The debut from plugin developer Pulsar is an emulation of the legendary Binson Echorec 2 magnetic drum delay unit, as made famous through the 60s and 70s by the axe-wielding likes of Pink Floyd’s Dave Gilmour, Led Zep’s Jimmy Page and The Shadows’ Hank Marvin.
Known at the time for its comparatively consistent sound and characterfully rhythmic head positioning, these days a second-hand one will set you back around £2500, so a quality software version is always of interest. Pulsar’s claims to be the most realistic yet, accurately modelling everything from the tube amp to the motion of the drum itself.
Echorec’s (VST/AU/AAX) delay line comprises a record head and four play heads, the latter authentically fixed in their relative positioning around the rotating drum. Unlike the real thing, however, Pulsar’s version allows for adjustment of the speed at which the drum rotates, and thereby the timebase for the delay as a whole. This can be done freely by turning the Disk Speed knob or clicking the Tap button, with a range of a quarter to double the default speed; or synced to host tempo, at 1/2, 1/2T, 1/4, 1/4T and 1/8 note values, with 1/4 being the default (relative to tempo).
The play heads are configurable in a dozen single- and multitap delay patterns with the Delays knob. Helpfully, each one lights up briefly to show their active status as the knob clicks through each configuration. The ‘Off’ setting deactivates all four, giving just the sound of Echorec’s tube amplification, which is wonderfully warm and crunchy, and governed in intensity by the Drive knob.
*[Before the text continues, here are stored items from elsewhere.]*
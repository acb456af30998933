//! Normalized path handling for cross-platform persistence

use std::path::{Path, PathBuf};

use serde::{Deserialize, Serialize};

/// A relative path normalized to forward slashes.
///
/// Paths persisted in the manifest document always use the forward-slash
/// convention regardless of the host separator. Conversion to the
/// platform-native form happens only at I/O boundaries.
#[derive(Debug, Clone, Default, PartialEq, Eq, Hash, PartialOrd, Ord, Serialize, Deserialize)]
#[serde(transparent)]
pub struct NormalizedPath {
    /// Internal representation always uses forward slashes
    inner: String,
}

impl NormalizedPath {
    /// Create a new NormalizedPath from any path-like input.
    ///
    /// Converts backslashes to forward slashes and strips trailing
    /// separators.
    pub fn new(path: impl AsRef<Path>) -> Self {
        let path_str = path.as_ref().to_string_lossy();
        let normalized = path_str.replace('\\', "/");
        let trimmed = normalized.trim_end_matches('/');
        Self {
            inner: if trimmed.is_empty() && normalized.starts_with('/') {
                "/".to_string()
            } else {
                trimmed.to_string()
            },
        }
    }

    /// Get the internal normalized string representation.
    pub fn as_str(&self) -> &str {
        &self.inner
    }

    /// Convert to a platform-native PathBuf for I/O operations.
    pub fn to_native(&self) -> PathBuf {
        self.segments().collect()
    }

    /// Resolve against a native root directory.
    pub fn resolve(&self, root: &Path) -> PathBuf {
        root.join(self.to_native())
    }

    /// Join this path with a segment.
    pub fn join(&self, segment: &str) -> Self {
        let segment_normalized = segment.replace('\\', "/");
        if self.inner.is_empty() {
            return Self::new(segment_normalized);
        }
        let joined = if self.inner.ends_with('/') {
            format!("{}{}", self.inner, segment_normalized)
        } else {
            format!("{}/{}", self.inner, segment_normalized)
        };
        Self::new(joined)
    }

    /// Get the parent directory.
    pub fn parent(&self) -> Option<Self> {
        let trimmed = self.inner.trim_end_matches('/');
        match trimmed.rfind('/') {
            Some(idx) if idx > 0 => Some(Self {
                inner: trimmed[..idx].to_string(),
            }),
            Some(0) => Some(Self {
                inner: "/".to_string(),
            }),
            _ => None,
        }
    }

    /// Get the final path component.
    pub fn file_name(&self) -> Option<&str> {
        let trimmed = self.inner.trim_end_matches('/');
        trimmed.rsplit('/').next().filter(|s| !s.is_empty())
    }

    /// Iterate over the path segments in order.
    pub fn segments(&self) -> impl Iterator<Item = &str> {
        self.inner.split('/').filter(|s| !s.is_empty())
    }

    /// Number of path segments.
    pub fn segment_count(&self) -> usize {
        self.segments().count()
    }

    /// Segment-wise prefix test.
    ///
    /// `data/core` is a prefix of `data/core/f.csv` and of itself, but not
    /// of `data/core2/f.csv`.
    pub fn is_prefix_of(&self, other: &NormalizedPath) -> bool {
        let mut mine = self.segments();
        let mut theirs = other.segments();
        loop {
            match (mine.next(), theirs.next()) {
                (None, _) => return true,
                (Some(a), Some(b)) if a == b => continue,
                _ => return false,
            }
        }
    }
}

impl AsRef<Path> for NormalizedPath {
    fn as_ref(&self) -> &Path {
        Path::new(&self.inner)
    }
}

impl std::fmt::Display for NormalizedPath {
    fn fmt(&self, f: &mut std::fmt::Formatter<'_>) -> std::fmt::Result {
        write!(f, "{}", self.inner)
    }
}

impl From<&str> for NormalizedPath {
    fn from(s: &str) -> Self {
        Self::new(s)
    }
}

impl From<String> for NormalizedPath {
    fn from(s: String) -> Self {
        Self::new(s)
    }
}

impl From<PathBuf> for NormalizedPath {
    fn from(p: PathBuf) -> Self {
        Self::new(p)
    }
}

impl From<&Path> for NormalizedPath {
    fn from(p: &Path) -> Self {
        Self::new(p)
    }
}
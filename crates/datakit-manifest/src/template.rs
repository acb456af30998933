//! Data type templates
//!
//! A template is a named, registrable set of data type buckets used to
//! initialize a new project manifest. Templates live in a process-wide
//! registry seeded with the built-ins on first use; registration is the
//! only mutation after that.

use std::sync::{OnceLock, RwLock};

use crate::data_type::DataType;
use crate::{Error, Result};

/// One `(name, rel_path)` entry of a template.
#[derive(Debug, Clone, PartialEq, Eq)]
pub struct TemplatePath {
    pub name: String,
    pub rel_path: String,
}

impl TemplatePath {
    pub fn new(name: impl Into<String>, rel_path: impl Into<String>) -> Self {
        Self {
            name: name.into(),
            rel_path: rel_path.into(),
        }
    }
}

/// A named, registrable set of data type buckets.
#[derive(Debug, Clone, PartialEq, Eq)]
pub struct DataTypeTemplate {
    pub name: String,
    pub description: String,
    pub paths: Vec<TemplatePath>,
    pub is_default: bool,
}

impl DataTypeTemplate {
    pub fn new(
        name: impl Into<String>,
        description: impl Into<String>,
        paths: Vec<TemplatePath>,
        is_default: bool,
    ) -> Self {
        Self {
            name: name.into(),
            description: description.into(),
            paths,
            is_default,
        }
    }

    /// Materialize the template into manifest data types.
    pub fn data_types(&self) -> Vec<DataType> {
        self.paths
            .iter()
            .map(|p| DataType::new(p.name.clone(), p.rel_path.as_str()))
            .collect()
    }
}

fn registry() -> &'static RwLock<Vec<DataTypeTemplate>> {
    static REGISTRY: OnceLock<RwLock<Vec<DataTypeTemplate>>> = OnceLock::new();
    REGISTRY.get_or_init(|| RwLock::new(builtins()))
}

fn builtins() -> Vec<DataTypeTemplate> {
    vec![
        DataTypeTemplate::new(
            "rally",
            "Data types for rally projects",
            vec![
                TemplatePath::new("core", "data/core"),
                TemplatePath::new("auxiliary", "data/auxiliary"),
                TemplatePath::new("results", "results"),
            ],
            true,
        ),
        DataTypeTemplate::new(
            "generic",
            "Data type for generic projects",
            vec![TemplatePath::new("data", "data")],
            false,
        ),
    ]
}

/// Register a template. A template with an existing name is replaced.
pub fn register(template: DataTypeTemplate) {
    let mut templates = registry().write().expect("template registry poisoned");
    templates.retain(|t| t.name != template.name);
    templates.push(template);
}

/// Look a template up by name.
pub fn get(name: &str) -> Result<DataTypeTemplate> {
    registry()
        .read()
        .expect("template registry poisoned")
        .iter()
        .find(|t| t.name == name)
        .cloned()
        .ok_or_else(|| Error::TemplateNotFound {
            name: name.to_string(),
        })
}

/// The template flagged as default.
pub fn default() -> DataTypeTemplate {
    registry()
        .read()
        .expect("template registry poisoned")
        .iter()
        .find(|t| t.is_default)
        .cloned()
        .expect("no default template registered")
}

/// All registered templates.
pub fn all() -> Vec<DataTypeTemplate> {
    registry()
        .read()
        .expect("template registry poisoned")
        .clone()
}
Founded by Dr Bonfiglio Bini in the 1940s, Italian manufacturer Binson launched the Echorec in the late 50s, and followed it up with the Echorec 2 in 1961. Thanks largely to its association with Pink Floyd, who very much made it an integral part of their sound, the Echorec 2 became a hit and sold in considerable numbers until 1979.
Taking a different approach to the dominant tape delays of the time, the Echorec eschewed magnetic tape for a far more hard- wearing motor-driven metal drum with a magnetic metal strip wrapped around it. The record and playback heads, used to write to and read from the magnetic strip, were arranged around the edge. The motor ran at a fixed speed, and the play heads were placed for delay times of 75, 150, 225 and 300ms. So with head 4 at a quarter-note, the other three represented an eighth-note, a dotted eighth- note and a 16th-note. All of this is recreated and expanded on in Pulsar’s plugin.
Three Modes - Echo, Rip and Swell - establish the routing and feedback behaviour of the delay line. In Echo mode, the Feedback control has no effect - you only ever get one tap per head. Rip mode is your standard feedback delay, with the active heads feeding back into the input via the Feedback knob (which ramps up to wicked self- oscillation, just like the hardware). And Swell mode is the same as Rip mode, but with all four heads feeding to the output regardless of the Delays setting - intended for small room reverb, but creatively useful beyond that, too.
Basic equalisation is provided by the Bass/ Treble Tone control, and further sonic colouration beyond the tube saturation is on hand in the three Condition settings: Used, Good and Mint. As their names describe, these model the circuitry of three differently-aged units, improving in high-end fidelity and head/timing alignment from Mint to Used.
Also going some way beyond the capabilities of the hardware, Stereo Drift applies a tiny timing offset to the left or right channel, artificially but very effectively widening the sound when used on a stereo track. And clicking and holding on the drum slows it down by an amount that’s determined by the distance of the pointer from the centre - fun, if a little bit on the gimmicky side.
Echorec is a beautiful take on Binson’s inventive box, with an impressively ‘analogue’ sound (dark yet lively, to characterise it) and welcome modernisation in its ‘added’ features. We’d like to have seen some measure of independent control given over individual heads - as offered by rival plugins - but we suppose purists might actually see that omission as a plus.